A scan of legislation from all 50 states identified 717 bills and 134 resolutions that met study inclusion criteria. Analyses examined patterns in the introduction and adoption of legislation by time, topic area, and geography.
Overall, 17% of bills and 53% of resolutions were adopted. The amount of legislation introduced and adopted increased from 2003 through 2005. The topic areas with the most introduced legislation were school nutrition standards and vending machines (n = 238); physical education and physical activity (n = 191); and studies, councils, or task forces (n = 110). Community-related topic areas of walking and biking paths (37%), farmers' markets (36%), and statewide initiatives (30%) had the highest proportion of bills adopted, followed by model school policies (29%) and safe routes to school (28%). Some regional geographic patterns in the introduction of legislation were observed. There was no statistical association between state-level adult obesity prevalence and introduction of legislation.
Public health and health policy practitioners can use this information to improve advocacy efforts and strengthen the political climate for establishing childhood obesity prevention legislation within state governments. Expanded surveillance (including standardized identification and cataloging) of introduced and adopted legislation will enhance the ability to assess progress and identify effective approaches. Future policy research should examine determinants, implementation, and effectiveness of legislation to prevent childhood obesity.
In the United States, the prevalence of overweight and obesity has been on a steady rise in all sex, age, race, and education subgroups for the past several decades (1-3). Between 1980 and 2000, the prevalence of childhood overweight (body mass index [BMI] ≥95th percentile) more than doubled among 2- through 11-year olds and tripled among 12- through 19-year olds (4). The problem of obesity among youths is particularly concerning because of the immediate and long-term risks to physical and psychosocial health (5). The rapid rise in obesity prevalence among both youths and adults is most likely attributable to factors in the physical, social, economic, and policy environments that influence diet and activity (6,7).
The Institute of Medicine (IOM) states that the goal of obesity prevention among youths is to create through directed social change an environment–behavior synergy that promotes energy balance (8). Thus, policies that address obesogenic environments by encouraging healthy eating and increased physical activity are gaining attention (9-12). Health policies, in the form of laws, regulations, organizational practices, and funding priorities, have a substantial impact on the health and well-being of the population and have been used in past and recent history to address important public health issues (e.g., tobacco control, nutritional deficiencies, highway safety) (8,10). Examples of regulatory and legislative actions that focus on a population approach of obesity reduction include requiring labeling of nutritional content of food served in restaurants, imposing advertising restrictions, mandating school nutrition and physical education programs, regulating competitive foods and vending machine contracts in schools, enforcing mixed-use zoning, and improving opportunities or incentives for nonmotorized transportation (11,13).

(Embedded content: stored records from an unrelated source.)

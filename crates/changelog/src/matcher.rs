//! Category matching.
//!
//! A change is assigned to at most one category, in this order:
//! 1. the first regular category sharing a label with the change
//! 2. the first regular category with a title pattern matching the change
//! 3. the wildcard category
//!
//! At every step a category that excludes the change (by label or author) is
//! passed over, so the change may still land in a later category.

use crate::policy::{Category, ReleasePolicy};
use std::collections::BTreeSet;

/// Find the category of a change.
///
/// Returns the index of the category in `policy.categories` along with the
/// category itself. Global exclusion is not checked here, see
/// [`ReleasePolicy::is_globally_excluded`].
#[must_use]
pub fn match_category<'p>(
    labels: &BTreeSet<String>,
    author: Option<&str>,
    title: &str,
    policy: &'p ReleasePolicy,
) -> Option<(usize, &'p Category)> {
    let accepts = |category: &Category| !category.exclude.excludes(labels, author);

    if !labels.is_empty()
        && let Some(found) = policy
            .regular_categories()
            .find(|(_, c)| c.matches_labels(labels) && accepts(c))
    {
        return Some(found);
    }

    if let Some(found) = policy
        .regular_categories()
        .find(|(_, c)| c.matches_title(title) && accepts(c))
    {
        return Some(found);
    }

    policy.wildcard_category().filter(|(_, c)| accepts(c))
}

In the United States, much of the authority for public health policy lies at the state level — through the legislative and regulatory actions taken by the state government and the manner in which the state constitution imparts authority to local governments (14). Successful health policy depends on three criteria: 1) existence of a sufficient evidence base, 2) development of effective coalitions, and 3) commitment of policy makers (10). Much of the political activity surrounding obesity policy has occurred within state legislatures rather than the federal government. Within the past few years, many states have introduced legislation (formal written codes such as bills and resolutions) that focuses on obesity prevention in youth, typically through increasing physical activity and improving nutrition within the school and community environments.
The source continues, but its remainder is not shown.